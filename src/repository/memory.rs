//! In-memory store
//!
//! Maps guarded by `parking_lot::RwLock`, one lock per table. Not durable;
//! used for tests, local development and as the working set of [`FileStore`].
//!
//! [`FileStore`]: super::FileStore

use super::Store;
use crate::{
    error::{AppError, Result},
    models::{
        AuditRecord, IntegrityReport, IssuedToken, SecurityIncident, Session, StoredSigningKey,
        User,
    },
};
use chrono::{DateTime, Utc};
use parking_lot::RwLock;
use std::collections::{BTreeMap, HashMap};
use std::sync::atomic::{AtomicBool, Ordering};
use uuid::Uuid;

#[derive(Default)]
pub struct MemoryStore {
    users: RwLock<HashMap<Uuid, User>>,
    sessions: RwLock<HashMap<Uuid, Session>>,
    audit: RwLock<BTreeMap<u64, AuditRecord>>,
    keys: RwLock<BTreeMap<String, StoredSigningKey>>,
    tokens: RwLock<HashMap<Uuid, IssuedToken>>,
    incidents: RwLock<HashMap<Uuid, SecurityIncident>>,
    reports: RwLock<Vec<IntegrityReport>>,
    fail_audit_appends: AtomicBool,
}

impl MemoryStore {
    pub fn new() -> Self {
        Self::default()
    }

    /// Fault injection: make subsequent audit appends fail with a storage error
    pub fn set_audit_append_failure(&self, fail: bool) {
        self.fail_audit_appends.store(fail, Ordering::SeqCst);
    }

    /// Load audit records as found on disk, without append ordering checks
    pub(crate) fn load_audit_records(&self, records: Vec<AuditRecord>) {
        let mut audit = self.audit.write();
        for record in records {
            audit.insert(record.sequence, record);
        }
    }

    pub fn audit_len(&self) -> usize {
        self.audit.read().len()
    }

    // 以下用于 FileStore 在落盘失败时回滚整张表

    pub(crate) fn restore_users(&self, rows: Vec<User>) {
        let mut users = self.users.write();
        *users = rows.into_iter().map(|u| (u.id, u)).collect();
        metrics::gauge!("sentinel_users_total").set(users.len() as f64);
    }

    pub(crate) fn restore_sessions(&self, rows: Vec<Session>) {
        *self.sessions.write() = rows.into_iter().map(|s| (s.id, s)).collect();
    }

    pub(crate) fn restore_signing_keys(&self, rows: Vec<StoredSigningKey>) {
        *self.keys.write() = rows.into_iter().map(|k| (k.kid.clone(), k)).collect();
    }

    pub(crate) fn restore_issued_tokens(&self, rows: Vec<IssuedToken>) {
        *self.tokens.write() = rows.into_iter().map(|t| (t.jti, t)).collect();
    }

    pub(crate) fn restore_incidents(&self, rows: Vec<SecurityIncident>) {
        *self.incidents.write() = rows.into_iter().map(|i| (i.id, i)).collect();
    }

    pub(crate) fn restore_integrity_reports(&self, rows: Vec<IntegrityReport>) {
        *self.reports.write() = rows;
    }
}

impl Store for MemoryStore {
    fn insert_user(&self, user: &User) -> Result<()> {
        let mut users = self.users.write();
        if users.contains_key(&user.id) {
            return Err(AppError::Conflict(format!("user id {} already exists", user.id)));
        }
        if users.values().any(|u| u.username == user.username) {
            return Err(AppError::Conflict(format!("username '{}' already taken", user.username)));
        }
        if users.values().any(|u| u.email.eq_ignore_ascii_case(&user.email)) {
            return Err(AppError::Conflict(format!("email '{}' already registered", user.email)));
        }
        users.insert(user.id, user.clone());
        metrics::gauge!("sentinel_users_total").set(users.len() as f64);
        Ok(())
    }

    fn update_user(&self, user: &User) -> Result<()> {
        let mut users = self.users.write();
        if users
            .values()
            .any(|u| u.id != user.id && u.email.eq_ignore_ascii_case(&user.email))
        {
            return Err(AppError::Conflict(format!("email '{}' already registered", user.email)));
        }
        match users.get_mut(&user.id) {
            Some(existing) => {
                *existing = user.clone();
                Ok(())
            }
            None => Err(AppError::not_found("user")),
        }
    }

    fn get_user(&self, id: Uuid) -> Result<Option<User>> {
        Ok(self.users.read().get(&id).cloned())
    }

    fn find_user_by_username(&self, username: &str) -> Result<Option<User>> {
        Ok(self.users.read().values().find(|u| u.username == username).cloned())
    }

    fn find_user_by_email(&self, email: &str) -> Result<Option<User>> {
        Ok(self
            .users
            .read()
            .values()
            .find(|u| u.email.eq_ignore_ascii_case(email))
            .cloned())
    }

    fn list_users(&self) -> Result<Vec<User>> {
        let mut users: Vec<User> = self.users.read().values().cloned().collect();
        users.sort_by(|a, b| a.created_at.cmp(&b.created_at).then(a.username.cmp(&b.username)));
        Ok(users)
    }

    fn save_session(&self, session: &Session) -> Result<()> {
        let mut sessions = self.sessions.write();
        if sessions
            .values()
            .any(|s| s.id != session.id && s.token == session.token)
        {
            return Err(AppError::Conflict("session token collision".to_string()));
        }
        sessions.insert(session.id, session.clone());
        Ok(())
    }

    fn get_session(&self, id: Uuid) -> Result<Option<Session>> {
        Ok(self.sessions.read().get(&id).cloned())
    }

    fn find_session_by_token(&self, token: &str) -> Result<Option<Session>> {
        Ok(self.sessions.read().values().find(|s| s.token == token).cloned())
    }

    fn list_sessions(&self) -> Result<Vec<Session>> {
        let mut sessions: Vec<Session> = self.sessions.read().values().cloned().collect();
        sessions.sort_by_key(|s| s.created_at);
        Ok(sessions)
    }

    fn append_audit_record(&self, record: &AuditRecord) -> Result<()> {
        if self.fail_audit_appends.load(Ordering::SeqCst) {
            return Err(AppError::Storage("audit store unavailable".to_string()));
        }
        let mut audit = self.audit.write();
        if let Some((&last, _)) = audit.iter().next_back() {
            if record.sequence <= last {
                return Err(AppError::Integrity(format!(
                    "audit sequence {} is not after stored head {}",
                    record.sequence, last
                )));
            }
        }
        audit.insert(record.sequence, record.clone());
        Ok(())
    }

    fn get_audit_record(&self, sequence: u64) -> Result<Option<AuditRecord>> {
        Ok(self.audit.read().get(&sequence).cloned())
    }

    fn audit_range(&self, from: u64, to: u64) -> Result<Vec<AuditRecord>> {
        if from > to {
            return Ok(Vec::new());
        }
        Ok(self.audit.read().range(from..=to).map(|(_, r)| r.clone()).collect())
    }

    fn last_audit_record(&self) -> Result<Option<AuditRecord>> {
        Ok(self.audit.read().values().next_back().cloned())
    }

    fn audit_in_period(
        &self,
        from: Option<DateTime<Utc>>,
        to: Option<DateTime<Utc>>,
    ) -> Result<Vec<AuditRecord>> {
        Ok(self
            .audit
            .read()
            .values()
            .filter(|r| {
                from.map_or(true, |t| r.event.timestamp >= t)
                    && to.map_or(true, |t| r.event.timestamp <= t)
            })
            .cloned()
            .collect())
    }

    fn save_signing_key(&self, key: &StoredSigningKey) -> Result<()> {
        self.keys.write().insert(key.kid.clone(), key.clone());
        Ok(())
    }

    fn delete_signing_key(&self, kid: &str) -> Result<()> {
        self.keys.write().remove(kid);
        Ok(())
    }

    fn list_signing_keys(&self) -> Result<Vec<StoredSigningKey>> {
        let mut keys: Vec<StoredSigningKey> = self.keys.read().values().cloned().collect();
        keys.sort_by_key(|k| k.created_at);
        Ok(keys)
    }

    fn save_issued_token(&self, token: &IssuedToken) -> Result<()> {
        self.tokens.write().insert(token.jti, token.clone());
        Ok(())
    }

    fn get_issued_token(&self, jti: Uuid) -> Result<Option<IssuedToken>> {
        Ok(self.tokens.read().get(&jti).cloned())
    }

    fn list_issued_tokens(&self) -> Result<Vec<IssuedToken>> {
        let mut tokens: Vec<IssuedToken> = self.tokens.read().values().cloned().collect();
        tokens.sort_by_key(|t| t.issued_at);
        Ok(tokens)
    }

    fn delete_expired_tokens(&self, now: DateTime<Utc>) -> Result<Vec<Uuid>> {
        let mut tokens = self.tokens.write();
        let expired: Vec<Uuid> = tokens
            .values()
            .filter(|t| t.expires_at < now)
            .map(|t| t.jti)
            .collect();
        for jti in &expired {
            tokens.remove(jti);
        }
        Ok(expired)
    }

    fn save_incident(&self, incident: &SecurityIncident) -> Result<()> {
        self.incidents.write().insert(incident.id, incident.clone());
        Ok(())
    }

    fn get_incident(&self, id: Uuid) -> Result<Option<SecurityIncident>> {
        Ok(self.incidents.read().get(&id).cloned())
    }

    fn list_incidents(&self) -> Result<Vec<SecurityIncident>> {
        let mut incidents: Vec<SecurityIncident> =
            self.incidents.read().values().cloned().collect();
        incidents.sort_by_key(|i| i.detected_at);
        Ok(incidents)
    }

    fn save_integrity_report(&self, report: &IntegrityReport) -> Result<()> {
        self.reports.write().push(report.clone());
        Ok(())
    }

    fn list_integrity_reports(&self) -> Result<Vec<IntegrityReport>> {
        Ok(self.reports.read().clone())
    }

    fn backend_name(&self) -> &'static str {
        "memory"
    }
}
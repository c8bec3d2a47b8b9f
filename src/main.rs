//! sentinel-core 主入口
//! 运行后台任务，或执行一次性的审计校验、密钥集导出、合规报告。

use anyhow::Context;
use chrono::Duration;
use sentinel_core::{
    config::AppConfig, services::ReportKind, state::AppState, telemetry, workers,
};
use std::sync::mpsc;

enum Command {
    Run,
    VerifyAudit,
    Jwks,
    Report(i64),
    Controls,
}

fn main() -> anyhow::Result<()> {
    // ===== CLI 参数处理 =====
    let args: Vec<String> = std::env::args().collect();

    let command = match args.get(1).map(String::as_str) {
        None => Command::Run,
        Some("--version") => {
            println!("sentinel-core {}", env!("CARGO_PKG_VERSION"));
            return Ok(());
        }
        Some("--help") => {
            print_help();
            return Ok(());
        }
        Some("--verify-audit") => Command::VerifyAudit,
        Some("--jwks") => Command::Jwks,
        Some("--controls") => Command::Controls,
        Some("--report-days") => {
            let days = args
                .get(2)
                .context("--report-days requires a number of days")?
                .parse::<i64>()
                .context("--report-days expects an integer")?;
            if days <= 0 {
                anyhow::bail!("--report-days must be positive");
            }
            Command::Report(days)
        }
        Some(other) => {
            eprintln!("未知参数: {}", other);
            print_help();
            std::process::exit(1);
        }
    };

    // 加载 .env 文件：.env.local > .env
    if let Ok(env) = std::env::var("SENTINEL_ENV") {
        dotenv::from_filename(format!(".env.{}", env)).ok();
    } else {
        dotenv::from_filename(".env.local").ok();
        dotenv::dotenv().ok();
    }

    // 1. 加载配置
    let config = AppConfig::from_env().map_err(|e| {
        eprintln!("Configuration error: {}", e);
        anyhow::anyhow!("Failed to load configuration: {}", e)
    })?;

    // 2. 初始化日志与指标
    telemetry::init_telemetry(&config.logging);
    telemetry::init_metrics();

    // 3. 构建服务
    let state = AppState::from_config(config).context("Failed to initialize services")?;

    match command {
        Command::VerifyAudit => {
            let report = state.audit.verify_integrity(None, None)?;
            println!("{}", serde_json::to_string_pretty(&report)?);
            if !report.passed {
                std::process::exit(2);
            }
        }
        Command::Jwks => {
            println!("{}", serde_json::to_string_pretty(&state.tokens.jwks())?);
        }
        Command::Report(days) => {
            let to = state.clock.now();
            let report = state.compliance.generate_compliance_report(
                to - Duration::days(days),
                to,
                ReportKind::Security,
            )?;
            println!("{}", serde_json::to_string_pretty(&report)?);
        }
        Command::Controls => {
            let report = state.compliance.verify_compliance_controls()?;
            println!("{}", serde_json::to_string_pretty(&report)?);
        }
        Command::Run => run(&state)?,
    }

    Ok(())
}

/// 运行后台任务，直到收到 SIGINT / SIGTERM
fn run(state: &AppState) -> anyhow::Result<()> {
    let (shutdown_tx, shutdown_rx) = mpsc::channel::<()>();
    ctrlc::set_handler(move || {
        // 重复信号时接收端可能已退出
        let _ = shutdown_tx.send(());
    })
    .context("Failed to install signal handler")?;

    tracing::info!(
        version = env!("CARGO_PKG_VERSION"),
        "sentinel-core running; press Ctrl+C to stop"
    );

    let stopped = workers::run_until(state, shutdown_rx)
        .context("Failed to start background workers")?;
    tracing::info!(workers = stopped, "Shutdown complete");
    Ok(())
}

/// 打印帮助信息
fn print_help() {
    println!("sentinel-core {}", env!("CARGO_PKG_VERSION"));
    println!();
    println!("用法: sentinel-core [选项]");
    println!();
    println!("选项:");
    println!("  --version          打印版本信息并退出");
    println!("  --help             打印此帮助信息并退出");
    println!("  --verify-audit     校验整条审计哈希链，失败时退出码为 2");
    println!("  --jwks             输出当前公钥集（JWKS）");
    println!("  --report-days N    输出最近 N 天的合规报告");
    println!("  --controls         执行合规控制自检");
    println!();
    println!("不带参数时运行后台任务（会话清理、密钥轮换、令牌清理），收到 Ctrl+C 或 SIGTERM 后退出。");
    println!();
    println!("环境变量:");
    println!("  所有配置通过 SENTINEL_ 前缀的环境变量完成，层级用 __ 分隔");
    println!("  例如 SENTINEL_STORAGE__BACKEND=file");
}
//! Authentication primitives: password hashing, signing keys, bearer tokens

pub mod jwt;
pub mod keys;
pub mod password;

pub use jwt::{Claims, InvalidReason, JwtService, TokenPair, TokenVerdict};
pub use keys::{Jwk, Jwks, KeyRing, SigningKey};
pub use password::PasswordHasher;
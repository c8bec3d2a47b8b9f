//! 后台任务
//! 每个任务一个线程，按固定间隔触发，收到关闭信号后退出。

use crate::{error::Result, state::AppState};
use std::sync::mpsc::{self, RecvTimeoutError};
use std::sync::Arc;
use std::thread;
use std::time::Duration;

/// Handle to a periodic background thread
#[derive(Debug)]
pub struct BackgroundWorker {
    name: String,
    shutdown: mpsc::Sender<()>,
    join: Option<thread::JoinHandle<()>>,
}

impl BackgroundWorker {
    /// Run `task` every `interval` until shut down. Failures are logged and
    /// the next tick runs as usual.
    pub fn spawn<F>(name: &str, interval: Duration, mut task: F) -> std::io::Result<Self>
    where
        F: FnMut() -> Result<()> + Send + 'static,
    {
        let (shutdown_tx, shutdown_rx) = mpsc::channel::<()>();
        let thread_name = name.to_string();

        let join = thread::Builder::new()
            .name(format!("sentinel-{}", name))
            .spawn(move || {
                tracing::info!(worker = %thread_name, interval_ms = interval.as_millis() as u64, "Worker started");
                loop {
                    match shutdown_rx.recv_timeout(interval) {
                        Err(RecvTimeoutError::Timeout) => {
                            if let Err(e) = task() {
                                metrics::counter!("sentinel_worker_failures_total", "worker" => thread_name.clone())
                                    .increment(1);
                                tracing::error!(worker = %thread_name, error = %e, "Worker tick failed");
                            }
                        }
                        Ok(()) | Err(RecvTimeoutError::Disconnected) => break,
                    }
                }
                tracing::info!(worker = %thread_name, "Worker stopped");
            })?;

        Ok(Self {
            name: name.to_string(),
            shutdown: shutdown_tx,
            join: Some(join),
        })
    }

    pub fn name(&self) -> &str {
        &self.name
    }

    /// Request shutdown and wait for the current tick to finish
    pub fn shutdown(mut self) {
        self.stop();
    }

    fn stop(&mut self) {
        let _ = self.shutdown.send(());
        if let Some(join) = self.join.take() {
            if join.join().is_err() {
                tracing::error!(worker = %self.name, "Worker thread panicked");
            }
        }
    }
}

impl Drop for BackgroundWorker {
    fn drop(&mut self) {
        self.stop();
    }
}

/// Session sweep, key rotation and expired-token cleanup
pub fn spawn_all(state: &AppState) -> std::io::Result<Vec<BackgroundWorker>> {
    let workers = &state.config.workers;

    let sessions = Arc::clone(&state.sessions);
    let sweep = BackgroundWorker::spawn(
        "session-sweep",
        Duration::from_secs(workers.session_sweep_interval_secs),
        move || sessions.sweep_expired().map(|_| ()),
    )?;

    let tokens = Arc::clone(&state.tokens);
    let rotation = BackgroundWorker::spawn(
        "key-rotation",
        Duration::from_secs(workers.key_rotation_check_interval_secs),
        move || tokens.rotate_if_due().map(|_| ()),
    )?;

    let tokens = Arc::clone(&state.tokens);
    let cleanup = BackgroundWorker::spawn(
        "token-cleanup",
        Duration::from_secs(workers.token_cleanup_interval_secs),
        move || tokens.cleanup_expired_tokens().map(|_| ()),
    )?;

    Ok(vec![sweep, rotation, cleanup])
}

/// Run every worker until `shutdown` receives a message (or its sender is
/// dropped), then stop them. Returns how many workers were stopped.
pub fn run_until(state: &AppState, shutdown: mpsc::Receiver<()>) -> std::io::Result<usize> {
    let workers = spawn_all(state)?;
    let count = workers.len();
    tracing::info!(workers = count, "Background workers running");

    if shutdown.recv().is_err() {
        tracing::warn!("Shutdown channel closed without a signal");
    }

    tracing::info!("Shutdown requested");
    for worker in workers {
        worker.shutdown();
    }
    Ok(count)
}

#[cfg(test)]
mod tests {
    use super::*;
    use crate::error::AppError;
    use std::sync::atomic::{AtomicUsize, Ordering};

    #[test]
    fn test_worker_ticks_until_shutdown() {
        let ticks = Arc::new(AtomicUsize::new(0));
        let counter = ticks.clone();
        let worker = BackgroundWorker::spawn("test", Duration::from_millis(5), move || {
            counter.fetch_add(1, Ordering::SeqCst);
            Ok(())
        })
        .unwrap();

        while ticks.load(Ordering::SeqCst) < 3 {
            thread::sleep(Duration::from_millis(5));
        }
        assert_eq!(worker.name(), "test");
        worker.shutdown();

        let after = ticks.load(Ordering::SeqCst);
        thread::sleep(Duration::from_millis(30));
        assert_eq!(ticks.load(Ordering::SeqCst), after);
    }

    #[test]
    fn test_failing_tick_does_not_stop_worker() {
        let ticks = Arc::new(AtomicUsize::new(0));
        let counter = ticks.clone();
        let worker = BackgroundWorker::spawn("failing", Duration::from_millis(5), move || {
            counter.fetch_add(1, Ordering::SeqCst);
            Err(AppError::Storage("disk gone".to_string()))
        })
        .unwrap();

        while ticks.load(Ordering::SeqCst) < 2 {
            thread::sleep(Duration::from_millis(5));
        }
        drop(worker);
    }
}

■ ■ ■ ■ ■

DESCRIPTION OF THE TASK> Through the line that contains "a storage error", copy the material above exactly, beginning at its first line and including nothing more.

ANSWER AREA>
filename src/repository/memory.rs
//! In-memory store
//!
//! Maps guarded by `parking_lot::RwLock`, one lock per table. Not durable;
//! used for tests, local development and as the working set of [`FileStore`].
//!
//! [`FileStore`]: super::FileStore

use super::Store;
use crate::{
    error::{AppError, Result},
    models::{
        AuditRecord, IntegrityReport, IssuedToken, SecurityIncident, Session, StoredSigningKey,
        User,
    },
};
use chrono::{DateTime, Utc};
use parking_lot::RwLock;
use std::collections::{BTreeMap, HashMap};
use std::sync::atomic::{AtomicBool, Ordering};
use uuid::Uuid;

#[derive(Default)]
pub struct MemoryStore {
    users: RwLock<HashMap<Uuid, User>>,
    sessions: RwLock<HashMap<Uuid, Session>>,
    audit: RwLock<BTreeMap<u64, AuditRecord>>,
    keys: RwLock<BTreeMap<String, StoredSigningKey>>,
    tokens: RwLock<HashMap<Uuid, IssuedToken>>,
    incidents: RwLock<HashMap<Uuid, SecurityIncident>>,
    reports: RwLock<Vec<IntegrityReport>>,
    fail_audit_appends: AtomicBool,
}

impl MemoryStore {
    pub fn new() -> Self {
        Self::default()
    }

    /// Fault injection: make subsequent audit appends fail with a storage error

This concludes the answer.